The Jeff Koons exhibition on view at the San Francisco Museum of Modern Art until next week -- it goes to the Walker Art Center in Minneapolis in July -- is a fairly grim spectacle. It is, so to speak, a consomme double of cliche: first because the work is more kitschy than kitsch, and second because it has been so often reproduced and discussed by a sensation-hungry and ideology-obsessed art world that its shock value has gone flat. The first time you go into a gallery and see a 7-ft.-high toy bear in a striped T shirt inspecting the whistle of a London cop, all done in painted wood, faithful to the last hair, by some European souvenir manufacturer -- Koons, who probably couldn't carve well enough to do his own initials on a tree, makes none of his stuff himself -- the effect is, well, fairly unsettling. The second time you see it, it's just another Koons.

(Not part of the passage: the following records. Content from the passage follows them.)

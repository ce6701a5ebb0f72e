//! Agent contract and the game loop state machine.
//!
//! A game alternates two [`Agent`]s on one [`Board`] until a terminal
//! condition is reached. Illegal moves are not errors: the loop converts
//! them directly into a forfeit outcome for the offending side, which is
//! the only caller-observable anomaly in the engine.

use serde::{Deserialize, Serialize};

use crate::engine::board::{Board, CELLS};

/// A decision-making strategy: produce a move given a board.
///
/// The board is passed by exclusive borrow so lookahead agents can probe
/// continuations with make/unmake pairs; every implementation must leave
/// the board exactly as it found it. Agents hold no board reference between
/// calls and must be callable repeatedly across a full game without external
/// reset.
pub trait Agent: Send {
    /// Choose a cell index in `0..9` for the side currently to move.
    ///
    /// Returning an occupied or out-of-range cell forfeits the game to the
    /// opponent. At least one valid cell exists whenever the loop calls this.
    fn get_move(&mut self, board: &mut Board) -> u8;

    /// Short name for reporting.
    fn name(&self) -> &'static str {
        "agent"
    }
}

/// Terminal result of a single game.
#[derive(Debug, Clone, Copy, PartialEq, Eq, Hash, Serialize, Deserialize)]
pub enum Outcome {
    /// Board filled with no winning line.
    Draw,
    /// X completed a line, or O forfeited with an illegal move.
    XWins,
    /// O completed a line, or X forfeited with an illegal move.
    OWins,
}

/// Play one game between two agents on a fresh board, X moving first.
///
/// Each turn the current side's agent is asked for a move. An occupied or
/// out-of-range reply is an immediate forfeit: the other side wins and the
/// board is left untouched by the illegal move. Otherwise the move is
/// applied and the terminal checks run in fixed order (O win, X win, draw)
/// before the turn flips. The fixed order is an implementation contract;
/// both wins can never hold simultaneously under the alternating single-move
/// protocol, but determinism matters for replicating results.
///
/// The loop is deterministic given deterministic agents and always
/// terminates within nine moves.
pub fn play_until_win(player_x: &mut dyn Agent, player_o: &mut dyn Agent) -> Outcome {
    let mut board = Board::new();

    loop {
        let mover_is_x = board.turn_is_x();
        let pos = if mover_is_x {
            player_x.get_move(&mut board)
        } else {
            player_o.get_move(&mut board)
        };

        if pos as usize >= CELLS || !board.is_valid(pos) {
            // Forfeit: the mover supplied an illegal move.
            return if mover_is_x {
                Outcome::OWins
            } else {
                Outcome::XWins
            };
        }

        board.make_move(pos);

        if board.has_o_won() {
            return Outcome::OWins;
        }
        if board.has_x_won() {
            return Outcome::XWins;
        }
        if board.is_draw() {
            return Outcome::Draw;
        }

        board.toggle_turn();
    }
}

The third time, boredom supervenes.
By now, Koons' work is so overexposed that it loses nothing in reproduction and gains nothing in the original. It is pure stasis. Koons is the baby to Andy Warhol's Rosemary. There is no artist in whom self-advertisement and self-esteem are more ecstatically united than Koons: he makes even Julian Schnabel, who recently proclaimed himself to be the nearest thing America has to Picasso, look like a paragon of self-effacement. He has done for narcissism what Michael Milken did for the junk bond.
Koons has, however, made a contribution to American culture in the form of comedy: the sight of so many critics, dealers and museum folk peering into the demitasse of his talent and declaring it an oracular well whose contents address issues, as the phrase goes, of class, race, money, sex, obscenity, beauty, power and desire. Art is short, bibliography long. Clearly, we are in Madonnaland, where every publicity hound -- oops, semiotician of mass culture -- must have his day in the museum.
At the start of his career, about 14 years ago, the world was not ready for Koons. He made his first works, inflatable plastic flowers bought in a dime store and set in front of mirrors, without many people noticing. A second group of objects, vacuum cleaners displayed in highly lighted Plexiglas cases, failed at first to excite the indifferent collectors. How could this be? "I've always loved sales," Koons remarks in the catalog, "and to me, being a salesman is being very generous to the public because you're meeting the needs of the people."